Task goal> A line counts if it contains the word "NewToken" at least once. State how many such lines the records contain, giving the number alone.

Extracted entries>
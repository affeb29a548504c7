use crate::error::AppError;
use crate::pulse::config::{FeedConfig, FeedSource, RecomputeMode};
use crate::pulse::session::{FeedConnector, FeedEventKind, FeedSession, SessionEvent};
use crate::pulse::simulator::{
    jitter_payload, now_unix_ms, seeded_rng, FaultHandle, SimulatedConnector, SimulatedTokenSource,
    TokenSource,
};
use crate::pulse::store::{ApplyOutcome, SharedTokenStore};
use crate::pulse::types::{FeedEvent, SessionState, SessionStatusSnapshot};
use crate::pulse::websocket::{HttpTokenSource, WebSocketConnector};
use parking_lot::RwLock;
use rand::Rng;
use reqwest::Client;
use std::sync::Arc;
use std::time::{Duration, Instant};
use tokio::task::JoinHandle;
use tokio::time::MissedTickBehavior;
use tokio_util::sync::CancellationToken;
use tracing::{debug, info, warn};

const HEARTBEAT_INTERVAL_MS: u64 = 1_000;
const STATUS_ERROR_THROTTLE_MS: u64 = 2_000;

pub type StatusStore = Arc<RwLock<SessionStatusSnapshot>>;

/// Type-erased control surface over a running session.
pub trait SessionControl: Send + Sync {
    fn status(&self) -> SessionStatusSnapshot;
    fn disconnect(&self);
}

impl<C: FeedConnector> SessionControl for FeedSession<C> {
    fn status(&self) -> SessionStatusSnapshot {
        FeedSession::status(self)
    }

    fn disconnect(&self) {
        FeedSession::disconnect(self);
    }
}

#[derive(Debug, Default)]
struct StatusPublishThrottle {
    last_state: Option<SessionState>,
    last_reason: Option<String>,
    last_emit: Option<Instant>,
}

/// Repeated reconnecting/failed reports with the same reason are logged at
/// most once per throttle window.
fn allow_status_publish(
    throttle: &mut StatusPublishThrottle,
    snapshot: &SessionStatusSnapshot,
    now: Instant,
) -> bool {
    if throttle.last_state == Some(snapshot.state) && throttle.last_reason == snapshot.reason {
        let noisy = matches!(
            snapshot.state,
            SessionState::Reconnecting | SessionState::Failed
        );
        let recent = throttle
            .last_emit
            .map(|instant| {
                now.duration_since(instant) < Duration::from_millis(STATUS_ERROR_THROTTLE_MS)
            })
            .unwrap_or(false);
        if !noisy || recent {
            return false;
        }
    }

    throttle.last_state = Some(snapshot.state);
    throttle.last_reason = snapshot.reason.clone();
    throttle.last_emit = Some(now);
    true
}

fn publish_status(status_store: &StatusStore, snapshot: SessionStatusSnapshot) {
    *status_store.write() = snapshot;
}

/// Routes session events into store mutations. Every mutation goes through
/// the shared store's single lock, in receipt order.
pub fn attach_store<C: FeedConnector>(
    session: &FeedSession<C>,
    store: &SharedTokenStore,
    status_store: &StatusStore,
) {
    let target = store.clone();
    session.on(FeedEventKind::InitialData, move |event| {
        if let SessionEvent::Feed(FeedEvent::InitialData(payloads)) = event {
            let outcome = target.apply_initial(payloads.clone());
            debug!(?outcome, "initial_data applied");
        }
    });

    let target = store.clone();
    session.on(FeedEventKind::PriceUpdate, move |event| {
        if let SessionEvent::Feed(FeedEvent::PriceUpdate(update)) = event {
            log_outcome("price_update", target.apply_price_update(update.clone()));
        }
    });

    let target = store.clone();
    session.on(FeedEventKind::NewToken, move |event| {
        if let SessionEvent::Feed(FeedEvent::NewToken(payload)) = event {
            log_outcome("new_token", target.apply_upsert(payload.clone()));
        }
    });

    let target = store.clone();
    session.on(FeedEventKind::TokenRemoved, move |event| {
        if let SessionEvent::Feed(FeedEvent::TokenRemoved(id)) = event {
            log_outcome("token_removed", target.apply_remove(id));
        }
    });

    let target = store.clone();
    session.on(FeedEventKind::Error, move |event| {
        if let SessionEvent::Error { message } = event {
            target.record_transport_error(message.clone());
        }
    });

    let target = store.clone();
    session.on(FeedEventKind::Disconnected, move |event| {
        if let SessionEvent::Disconnected { reason } = event {
            target.record_transport_error(format!("connection lost: {reason}"));
        }
    });

    let target = store.clone();
    session.on(FeedEventKind::Connected, move |_| {
        target.clear_error();
    });

    for kind in [
        FeedEventKind::Connected,
        FeedEventKind::Disconnected,
        FeedEventKind::Reconnecting,
        FeedEventKind::Error,
    ] {
        let read_status = session.status_reader();
        let lifecycle_status = Arc::clone(status_store);
        session.on(kind, move |_| {
            if let Some(snapshot) = read_status() {
                publish_status(&lifecycle_status, snapshot);
            }
        });
    }
}

fn log_outcome(kind: &str, outcome: ApplyOutcome) {
    match outcome {
        ApplyOutcome::Rejected { reason } => warn!(kind, "feed event rejected: {reason}"),
        ApplyOutcome::Stale { incoming, current } => {
            debug!(kind, incoming, current, "stale feed event skipped")
        }
        other => debug!(kind, outcome = ?other, "feed event applied"),
    }
}

/// Periodically nudges one random token through the store's mutation entry point.
pub fn spawn_randomizer(
    store: SharedTokenStore,
    interval: Duration,
    seed: Option<u64>,
    cancel: CancellationToken,
) -> JoinHandle<()> {
    tokio::spawn(async move {
        let mut rng = seeded_rng(seed.map(|seed| seed.wrapping_add(2)));
        let mut ticker = tokio::time::interval(interval);
        ticker.set_missed_tick_behavior(MissedTickBehavior::Skip);
        ticker.tick().await;

        loop {
            tokio::select! {
                _ = cancel.cancelled() => break,
                _ = ticker.tick() => {
                    let outcome = store.mutate(|writable| {
                        if writable.is_empty() {
                            return ApplyOutcome::Ignored { reason: "no tokens to randomize" };
                        }
                        let index = rng.gen_range(0..writable.len());
                        let Some(token) = writable.entity_at(index) else {
                            return ApplyOutcome::Ignored { reason: "no tokens to randomize" };
                        };
                        let payload = jitter_payload(&mut rng, token, now_unix_ms());
                        writable.apply_upsert(payload)
                    });
                    debug!(?outcome, "randomizer tick");
                }
            }
        }
    })
}

/// Deferred-mode recompute: at most one projection rebuild per tick.
pub fn spawn_recompute_ticker(
    store: SharedTokenStore,
    interval: Duration,
    cancel: CancellationToken,
) -> JoinHandle<()> {
    tokio::spawn(async move {
        let mut ticker = tokio::time::interval(interval);
        ticker.set_missed_tick_behavior(MissedTickBehavior::Skip);

        loop {
            tokio::select! {
                _ = cancel.cancelled() => break,
                _ = ticker.tick() => {
                    store.flush();
                }
            }
        }
    })
}

pub fn spawn_heartbeat(
    session: Arc<dyn SessionControl>,
    store: SharedTokenStore,
    status_store: StatusStore,
    perf_telemetry: bool,
    cancel: CancellationToken,
) -> JoinHandle<()> {
    tokio::spawn(async move {
        let mut ticker = tokio::time::interval(Duration::from_millis(HEARTBEAT_INTERVAL_MS));
        ticker.set_missed_tick_behavior(MissedTickBehavior::Skip);
        let mut throttle = StatusPublishThrottle::default();

        loop {
            tokio::select! {
                _ = cancel.cancelled() => break,
                _ = ticker.tick() => {
                    let snapshot = session.status();
                    if allow_status_publish(&mut throttle, &snapshot, Instant::now()) {
                        info!(
                            state = ?snapshot.state,
                            attempt = snapshot.reconnect_attempt,
                            events = snapshot.events_received,
                            reason = snapshot.reason.as_deref().unwrap_or(""),
                            "feed session status"
                        );
                    }
                    publish_status(&status_store, snapshot);

                    if perf_telemetry {
                        let perf = store.perf_snapshot(now_unix_ms());
                        info!(
                            apply_p50_us = perf.apply_p50_us,
                            apply_p95_us = perf.apply_p95_us,
                            apply_p99_us = perf.apply_p99_us,
                            recompute_p50_us = perf.recompute_p50_us,
                            recompute_p95_us = perf.recompute_p95_us,
                            recompute_p99_us = perf.recompute_p99_us,
                            apply_count = perf.apply_count,
                            recompute_count = perf.recompute_count,
                            "store perf"
                        );
                    }
                }
            }
        }
    })
}

/// Fetches a fresh initial set. Failure keeps the current data and marks the
/// store as errored.
pub async fn refresh(
    source: &dyn TokenSource,
    store: &SharedTokenStore,
) -> Result<usize, AppError> {
    store.begin_loading();
    match source.fetch_tokens().await {
        Ok(payloads) => {
            let outcome = store.apply_initial(payloads);
            let count = store.read(|readable| readable.len());
            info!(count, ?outcome, "token set refreshed");
            Ok(count)
        }
        Err(error) => {
            warn!("token refresh failed: {error}");
            store.fail_loading(error.to_string());
            Err(error)
        }
    }
}

pub struct FeedHandle {
    cancel: CancellationToken,
    tasks: Vec<JoinHandle<()>>,
    session: Arc<dyn SessionControl>,
    token_source: Option<Arc<dyn TokenSource>>,
    faults: Option<FaultHandle>,
    config: FeedConfig,
}

impl FeedHandle {
    pub fn status(&self) -> SessionStatusSnapshot {
        self.session.status()
    }

    pub fn config(&self) -> &FeedConfig {
        &self.config
    }

    pub fn token_source(&self) -> Option<Arc<dyn TokenSource>> {
        self.token_source.clone()
    }

    pub fn faults(&self) -> Option<&FaultHandle> {
        self.faults.as_ref()
    }

    /// Tears the session down first so no feed event lands after the timers stop.
    pub async fn shutdown(self) {
        self.session.disconnect();
        self.cancel.cancel();
        for task in self.tasks {
            let _ = task.await;
        }
        info!("feed runtime stopped");
    }
}

fn token_source_for(config: &FeedConfig) -> Option<Arc<dyn TokenSource>> {
    match &config.source {
        FeedSource::Simulated => Some(Arc::new(SimulatedTokenSource::new(config.simulator))),
        FeedSource::Remote {
            snapshot_url: Some(url),
            ..
        } => Some(Arc::new(HttpTokenSource::new(Client::new(), url.clone()))),
        FeedSource::Remote {
            snapshot_url: None,
            ..
        } => None,
    }
}

pub async fn start_feed(
    config: FeedConfig,
    store: SharedTokenStore,
    status_store: StatusStore,
) -> Result<FeedHandle, AppError> {
    store.reconfigure(config.store);
    match config.source.clone() {
        FeedSource::Simulated => {
            let connector = SimulatedConnector::new(config.simulator);
            let faults = connector.fault_handle();
            run_with_connector(connector, Some(faults), config, store, status_store).await
        }
        FeedSource::Remote { feed_url, .. } => {
            let connector = WebSocketConnector::new(feed_url);
            run_with_connector(connector, None, config, store, status_store).await
        }
    }
}

pub async fn run_with_connector<C: FeedConnector>(
    connector: C,
    faults: Option<FaultHandle>,
    config: FeedConfig,
    store: SharedTokenStore,
    status_store: StatusStore,
) -> Result<FeedHandle, AppError> {
    let session = FeedSession::new(connector, config.session);
    attach_store(&session, &store, &status_store);
    let control: Arc<dyn SessionControl> = Arc::new(session.clone());

    let cancel = CancellationToken::new();
    let mut tasks = vec![spawn_heartbeat(
        Arc::clone(&control),
        store.clone(),
        Arc::clone(&status_store),
        config.perf_telemetry,
        cancel.clone(),
    )];
    if let Some(interval) = config.randomize_interval {
        tasks.push(spawn_randomizer(
            store.clone(),
            interval,
            config.simulator.seed,
            cancel.clone(),
        ));
    }
    if config.store.recompute_mode == RecomputeMode::Deferred {
        tasks.push(spawn_recompute_ticker(
            store.clone(),
            config.recompute_interval,
            cancel.clone(),
        ));
    }

    if let Err(error) = session.connect().await {
        cancel.cancel();
        for task in tasks {
            let _ = task.await;
        }
        publish_status(&status_store, session.status());
        return Err(error);
    }
    publish_status(&status_store, session.status());

    Ok(FeedHandle {
        cancel,
        tasks,
        session: control,
        token_source: token_source_for(&config),
        faults,
        config,
    })
}
/// Inclusive numeric bounds, carried on the wire as `[min, max]`.
#[derive(Debug, Clone, Copy, Serialize, Deserialize, PartialEq)]
#[serde(from = "[f64; 2]", into = "[f64; 2]")]
pub struct NumericRange {
    pub min: f64,
    pub max: f64,
}

impl NumericRange {
    pub fn new(min: f64, max: f64) -> Self {
        Self { min, max }
    }

    pub fn is_valid(&self) -> bool {
        !self.min.is_nan() && !self.max.is_nan() && self.min <= self.max
    }

    /// An invalid range restricts nothing.
    pub fn contains(&self, value: f64) -> bool {
        if !self.is_valid() {
            return true;
        }
        value >= self.min && value <= self.max
    }
}

impl From<[f64; 2]> for NumericRange {
    fn from(value: [f64; 2]) -> Self {
        Self::new(value[0], value[1])
    }
}

impl From<NumericRange> for [f64; 2] {
    fn from(value: NumericRange) -> Self {
        [value.min, value.max]
    }
}

#[derive(Debug, Clone, Copy, Serialize, Deserialize, PartialEq, Eq)]
#[serde(rename_all = "camelCase")]
pub enum SortField {
    Id,
    Symbol,
    Name,
    Price,
    PriceChange24h,
    Volume24h,
    MarketCap,
    Liquidity,
    HolderCount,
    Timestamp,
    #[serde(other)]
    Unsupported,
}

#[derive(Debug, Clone, Copy, Serialize, Deserialize, PartialEq, Eq)]
#[serde(rename_all = "lowercase")]
pub enum SortDirection {
    Asc,
    Desc,
}

#[derive(Debug, Clone, Serialize, Deserialize, PartialEq)]
#[serde(rename_all = "camelCase")]
pub struct FilterState {
    pub search: String,
    pub price_range: NumericRange,
    pub volume_range: NumericRange,
    pub columns: Vec<ColumnKind>,
    pub sort_by: SortField,
    pub sort_direction: SortDirection,
}

impl Default for FilterState {
    fn default() -> Self {
        Self {
            search: String::new(),
            price_range: DEFAULT_PRICE_RANGE,
            volume_range: DEFAULT_VOLUME_RANGE,
            columns: ColumnKind::ALL.to_vec(),
            sort_by: DEFAULT_SORT_FIELD,
            sort_direction: DEFAULT_SORT_DIRECTION,
        }
    }
}

/// Partial filter update; absent fields keep their current value.
#[derive(Debug, Clone, Default, Serialize, Deserialize, PartialEq)]
#[serde(rename_all = "camelCase", default)]
pub struct FilterPatch {
    pub search: Option<String>,
    pub price_range: Option<NumericRange>,
    pub volume_range: Option<NumericRange>,
    pub columns: Option<Vec<ColumnKind>>,
    pub sort_by: Option<SortField>,
    pub sort_direction: Option<SortDirection>,
}

impl FilterPatch {
    pub fn sort(field: SortField, direction: SortDirection) -> Self {
        Self {
            sort_by: Some(field),
            sort_direction: Some(direction),
            ..Self::default()
        }
    }
}

#[derive(Debug, Clone, Copy, Serialize, Deserialize, PartialEq, Eq, Default)]
#[serde(rename_all = "lowercase")]
pub enum LoadingState {
    #[default]
    Idle,
    Loading,
    Success,
    Error,
}

#[derive(Debug, Clone, Copy, Serialize, Deserialize, PartialEq, Eq, Default)]
#[serde(rename_all = "camelCase")]
pub struct StoreStats {
    pub inserted: u64,
    pub merged: u64,
    pub removed: u64,
    pub ignored: u64,
    pub stale: u64,
    pub rejected: u64,
    pub recomputes: u64,
}

/// Read-only view handed to the presentation layer.
#[derive(Debug, Clone, Serialize, PartialEq)]
#[serde(rename_all = "camelCase")]
pub struct StoreSnapshot {
    pub entities: Vec<Token>,
    pub projection: Vec<Token>,
    pub loading_state: LoadingState,
    pub error: Option<String>,
    pub filters: FilterState,
    pub stats: StoreStats,
}

impl StoreSnapshot {
    pub fn empty() -> Self {
        Self {
            entities: Vec::new(),
            projection: Vec::new(),
            loading_state: LoadingState::Idle,
            error: None,
            filters: FilterState::default(),
            stats: StoreStats::default(),
        }
    }
}

#[derive(Debug, Clone, Serialize, Deserialize, PartialEq)]
#[serde(rename_all = "camelCase")]
pub struct StorePerfSnapshot {
    pub t: i64,
    pub apply_p50_us: Option<u32>,
    pub apply_p95_us: Option<u32>,
    pub apply_p99_us: Option<u32>,
    pub recompute_p50_us: Option<u32>,
    pub recompute_p95_us: Option<u32>,
    pub recompute_p99_us: Option<u32>,
    pub apply_count: u64,
    pub recompute_count: u64,
}

#[derive(Debug, Clone, Copy, Serialize, Deserialize, PartialEq, Eq)]
#[serde(rename_all = "lowercase")]
pub enum SessionState {
    Disconnected,
    Connecting,
    Connected,
    Reconnecting,
    Failed,
}

#[derive(Debug, Clone, Serialize, Deserialize, PartialEq)]
#[serde(rename_all = "camelCase")]
pub struct SessionStatusSnapshot {
    pub state: SessionState,
    pub reconnect_attempt: u32,
    pub events_received: u64,
    pub reason: Option<String>,
}

impl SessionStatusSnapshot {
    pub fn disconnected(reason: Option<String>) -> Self {
        Self {
            state: SessionState::Disconnected,
            reconnect_attempt: 0,
            events_received: 0,
            reason,
        }
    }
}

Written answer> 2